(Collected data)
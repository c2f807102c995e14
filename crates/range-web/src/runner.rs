use range_engine::bridge::protocol::{
    HEADER_CIRCLE_COUNT, HEADER_EVENT_COUNT, HEADER_FLOATS, HEADER_FRAME_COUNTER,
    HEADER_MAX_CIRCLES, HEADER_MAX_EVENTS, HEADER_RUNNING, HEADER_WORLD_HEIGHT,
    HEADER_WORLD_WIDTH, PROTOCOL_VERSION,
};
use range_engine::{
    CircleBuffer, EngineContext, Game, GameConfig, InputEvent, InputQueue, RenderContext, Surface,
};

/// Generic game runner that wires up the engine loop.
///
/// Each concrete game creates a `thread_local!` GameRunner and exports free
/// functions via `#[wasm_bindgen]` (see `export_game!`), because wasm-bindgen
/// cannot export generic structs directly.
///
/// Frame order: queued input is dispatched first (so clicks are judged
/// against what the player saw), then fixed steps run, then the game
/// redraws. Once the game stops its frame loop, `tick` stops stepping and
/// drawing and returns `false`; the host should stop requesting frames
/// until a UI command brings the loop back.
pub struct GameRunner<G: Game> {
    game: G,
    ctx: EngineContext,
    input: InputQueue,
    circles: CircleBuffer,
    config: GameConfig,
    header: [f32; HEADER_FLOATS],
    seed: u64,
    initialized: bool,
}

impl<G: Game> GameRunner<G> {
    pub fn new(game: G, seed: u64) -> Self {
        let config = game.config();
        let circles = CircleBuffer::new(config.world_width, config.world_height, config.max_circles);

        Self {
            game,
            ctx: EngineContext::new(&config, seed),
            input: InputQueue::new(),
            circles,
            config,
            header: [0.0; HEADER_FLOATS],
            seed,
            initialized: false,
        }
    }

    /// Hand a JSON configuration to the game. Only honoured before `init`.
    pub fn load_config(&mut self, json: &str) {
        if self.initialized {
            log::warn!("config ignored: game already initialized");
            return;
        }
        if let Err(err) = self.game.configure(json) {
            log::warn!("config rejected, keeping defaults: {}", err);
        }
    }

    /// Initialize the game. Call once after construction (and after any
    /// `load_config`). Draws the first frame.
    pub fn init(&mut self) {
        self.config = self.game.config();
        self.ctx = EngineContext::new(&self.config, self.seed);
        self.circles = CircleBuffer::new(
            self.config.world_width,
            self.config.world_height,
            self.config.max_circles,
        );
        self.ctx.surface = self.circles.size();
        self.game.init(&mut self.ctx);
        self.redraw();
        self.write_header();
        self.initialized = true;
    }

    /// Push an input event into the queue.
    pub fn push_input(&mut self, event: InputEvent) {
        self.input.push(event);
    }

    /// Run one display frame. Returns whether the frame loop is still running.
    pub fn tick(&mut self, dt: f32) -> bool {
        if !self.initialized {
            return false;
        }

        // Clear per-frame transient data
        self.ctx.clear_frame_data();

        self.game.input(&mut self.ctx, &self.input);
        self.input.drain();

        let steps = self.ctx.frame_loop.accumulate(dt);
        for _ in 0..steps {
            self.game.update(&mut self.ctx);
        }

        let running = self.ctx.frame_loop.is_running();
        if running {
            self.redraw();
        }
        self.write_header();
        running
    }

    fn redraw(&mut self) {
        self.circles.clear();
        let mut render_ctx = RenderContext {
            circles: &mut self.circles,
        };
        self.game.render(&mut render_ctx);
    }

    fn write_header(&mut self) {
        let h = &mut self.header;
        h[HEADER_FRAME_COUNTER] = self.ctx.frame_loop.frames() as f32;
        h[HEADER_RUNNING] = if self.ctx.frame_loop.is_running() { 1.0 } else { 0.0 };
        h[HEADER_WORLD_WIDTH] = self.config.world_width;
        h[HEADER_WORLD_HEIGHT] = self.config.world_height;
        h[HEADER_MAX_CIRCLES] = self.circles.capacity() as f32;
        h[HEADER_CIRCLE_COUNT] = self.circles.instance_count() as f32;
        h[HEADER_MAX_EVENTS] = self.config.max_events as f32;
        h[HEADER_EVENT_COUNT] = self.ctx.events.len() as f32;
    }

    pub fn game(&self) -> &G {
        &self.game
    }

    pub fn context(&self) -> &EngineContext {
        &self.ctx
    }

    pub fn is_running(&self) -> bool {
        self.initialized && self.ctx.frame_loop.is_running()
    }

    // ---- Pointer accessors for host reads ----

    pub fn header(&self) -> &[f32] {
        &self.header
    }

    pub fn header_ptr(&self) -> *const f32 {
        self.header.as_ptr()
    }

    pub fn circles(&self) -> &CircleBuffer {
        &self.circles
    }

    pub fn circles_ptr(&self) -> *const f32 {
        self.circles.instances_ptr()
    }

    pub fn circle_count(&self) -> u32 {
        self.circles.instance_count()
    }

    pub fn game_events_ptr(&self) -> *const f32 {
        self.ctx.events.as_ptr() as *const f32
    }

    pub fn game_events_len(&self) -> u32 {
        self.ctx.events.len() as u32
    }

    pub fn gauge_ptr(&self) -> *const f32 {
        self.ctx.hud.gauge_ptr()
    }

    pub fn gauge_len(&self) -> u32 {
        self.ctx.hud.gauge().len() as u32
    }

    // ---- HUD ----

    pub fn hud_text(&self, slot: u32) -> String {
        self.ctx.hud.text(slot as usize).to_owned()
    }

    /// Whether the HUD changed since the last call. Clears the flag.
    pub fn take_hud_dirty(&mut self) -> bool {
        let dirty = self.ctx.hud.is_dirty();
        self.ctx.hud.mark_clean();
        dirty
    }

    // ---- Capacity accessors (read by TypeScript via wasm_bindgen exports) ----

    pub fn world_width(&self) -> f32 {
        self.config.world_width
    }

    pub fn world_height(&self) -> f32 {
        self.config.world_height
    }

    pub fn max_circles(&self) -> u32 {
        self.circles.capacity() as u32
    }

    pub fn max_events(&self) -> u32 {
        self.config.max_events as u32
    }

    pub fn protocol_version(&self) -> f32 {
        PROTOCOL_VERSION
    }
}

#[cfg(test)]
mod tests {
    use super::*;
    use glam::Vec2;
    use range_engine::{GameEvent, Rgba};

    const STOP: u32 = 1;
    const START: u32 = 2;

    /// A dot that walks right one unit per step.
    struct Walker {
        x: f32,
        stopped_by_config: bool,
    }

    impl Game for Walker {
        fn configure(&mut self, json: &str) -> Result<(), Box<dyn std::error::Error>> {
            let stopped: bool = parse_flag(json)?;
            self.stopped_by_config = stopped;
            Ok(())
        }

        fn init(&mut self, ctx: &mut EngineContext) {
            ctx.hud.set_text(0, "ready");
            if self.stopped_by_config {
                ctx.frame_loop.stop();
            }
        }

        fn input(&mut self, ctx: &mut EngineContext, input: &InputQueue) {
            for event in input.iter() {
                match event {
                    InputEvent::Custom { kind: STOP, .. } => ctx.frame_loop.stop(),
                    InputEvent::Custom { kind: START, .. } => ctx.frame_loop.resume(),
                    InputEvent::PointerDown { x, .. } => {
                        ctx.emit_event(GameEvent::new(9.0, *x, 0.0, 0.0));
                    }
                    _ => {}
                }
            }
        }

        fn update(&mut self, _ctx: &mut EngineContext) {
            self.x += 1.0;
        }

        fn render(&self, ctx: &mut RenderContext) {
            ctx.circles.fill_circle(Vec2::new(self.x, 0.0), 1.0, Rgba::new(1.0, 1.0, 1.0, 1.0));
        }
    }

    fn parse_flag(json: &str) -> Result<bool, Box<dyn std::error::Error>> {
        match json.trim() {
            "true" => Ok(true),
            "false" => Ok(false),
            other => Err(format!("not a bool: {}", other).into()),
        }
    }

    fn walker() -> GameRunner<Walker> {
        let mut runner = GameRunner::new(Walker { x: 0.0, stopped_by_config: false }, 1);
        runner.init();
        runner
    }

    const FRAME: f32 = 1.0 / 60.0;

    #[test]
    fn tick_before_init_does_nothing() {
        let mut runner = GameRunner::new(Walker { x: 0.0, stopped_by_config: false }, 1);
        assert!(!runner.tick(FRAME));
        assert_eq!(runner.game().x, 0.0);
    }

    #[test]
    fn init_draws_first_frame() {
        let runner = walker();
        assert_eq!(runner.circle_count(), 1);
        assert_eq!(runner.hud_text(0), "ready");
        assert_eq!(runner.header()[HEADER_WORLD_WIDTH], 800.0);
    }

    #[test]
    fn tick_steps_and_redraws() {
        let mut runner = walker();
        assert!(runner.tick(FRAME));
        assert_eq!(runner.game().x, 1.0);
        assert_eq!(runner.circles().instances()[0].x, 1.0);
        assert_eq!(runner.header()[HEADER_FRAME_COUNTER], 1.0);
    }

    #[test]
    fn stopped_loop_freezes_and_resumes() {
        let mut runner = walker();
        runner.tick(FRAME);

        runner.push_input(InputEvent::Custom { kind: STOP, a: 0.0, b: 0.0, c: 0.0 });
        assert!(!runner.tick(FRAME));
        assert!(!runner.tick(FRAME));
        assert_eq!(runner.game().x, 1.0);
        assert_eq!(runner.header()[HEADER_RUNNING], 0.0);

        runner.push_input(InputEvent::Custom { kind: START, a: 0.0, b: 0.0, c: 0.0 });
        assert!(runner.tick(FRAME));
        runner.tick(FRAME);
        assert!(runner.game().x > 1.0);
        assert!(runner.is_running());
    }

    #[test]
    fn jittery_frames_keep_one_step_per_frame_on_average() {
        let mut runner = walker();
        let mut last = runner.game().x;
        for i in 0..600 {
            let jitter = if i % 2 == 0 { 0.8 } else { 1.2 };
            runner.tick(FRAME * jitter);
            let steps = runner.game().x - last;
            assert!(steps <= 2.0, "tick {} ran {} steps", i, steps);
            last = runner.game().x;
        }
        let x = runner.game().x;
        assert!((599.0..=600.0).contains(&x), "walked {} in 600 frames", x);
        assert_eq!(runner.header()[HEADER_FRAME_COUNTER], x);
    }

    #[test]
    fn context_sees_surface_size() {
        let runner = walker();
        assert_eq!(runner.context().surface, runner.circles().size());
        assert_eq!(runner.header()[HEADER_MAX_CIRCLES], runner.max_circles() as f32);
    }

    #[test]
    fn input_is_dispatched_once() {
        let mut runner = walker();
        runner.push_input(InputEvent::PointerDown { x: 12.0, y: 0.0 });
        runner.tick(FRAME);
        assert_eq!(runner.game_events_len(), 1);
        runner.tick(FRAME);
        assert_eq!(runner.game_events_len(), 0);
    }

    #[test]
    fn hud_dirty_is_taken() {
        let mut runner = walker();
        assert!(runner.take_hud_dirty());
        assert!(!runner.take_hud_dirty());
    }

    #[test]
    fn config_only_before_init() {
        let mut runner = GameRunner::new(Walker { x: 0.0, stopped_by_config: false }, 1);
        runner.load_config("true");
        runner.init();
        assert!(!runner.is_running());

        let mut late = walker();
        late.load_config("true");
        assert!(late.is_running());

        let mut bad = GameRunner::new(Walker { x: 0.0, stopped_by_config: false }, 1);
        bad.load_config("nope");
        bad.init();
        assert!(bad.is_running());
    }
}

Exercise brief →
Going back over the entries above, copy word for word every line from the one that has "then the game" on through the one that has "self.config = self.game.config();".

Reply to the exercise →
/// against what the player saw), then fixed steps run, then the game
/// redraws. Once the game stops its frame loop, `tick` stops stepping and
/// drawing and returns `false`; the host should stop requesting frames
/// until a UI command brings the loop back.
pub struct GameRunner<G: Game> {
    game: G,
    ctx: EngineContext,
    input: InputQueue,
    circles: CircleBuffer,
    config: GameConfig,
    header: [f32; HEADER_FLOATS],
    seed: u64,
    initialized: bool,
}

impl<G: Game> GameRunner<G> {
    pub fn new(game: G, seed: u64) -> Self {
        let config = game.config();
        let circles = CircleBuffer::new(config.world_width, config.world_height, config.max_circles);

        Self {
            game,
            ctx: EngineContext::new(&config, seed),
            input: InputQueue::new(),
            circles,
            config,
            header: [0.0; HEADER_FLOATS],
            seed,
            initialized: false,
        }
    }

    /// Hand a JSON configuration to the game. Only honoured before `init`.
    pub fn load_config(&mut self, json: &str) {
        if self.initialized {
            log::warn!("config ignored: game already initialized");
            return;
        }
        if let Err(err) = self.game.configure(json) {
            log::warn!("config rejected, keeping defaults: {}", err);
        }
    }

    /// Initialize the game. Call once after construction (and after any
    /// `load_config`). Draws the first frame.
    pub fn init(&mut self) {
        self.config = self.game.config();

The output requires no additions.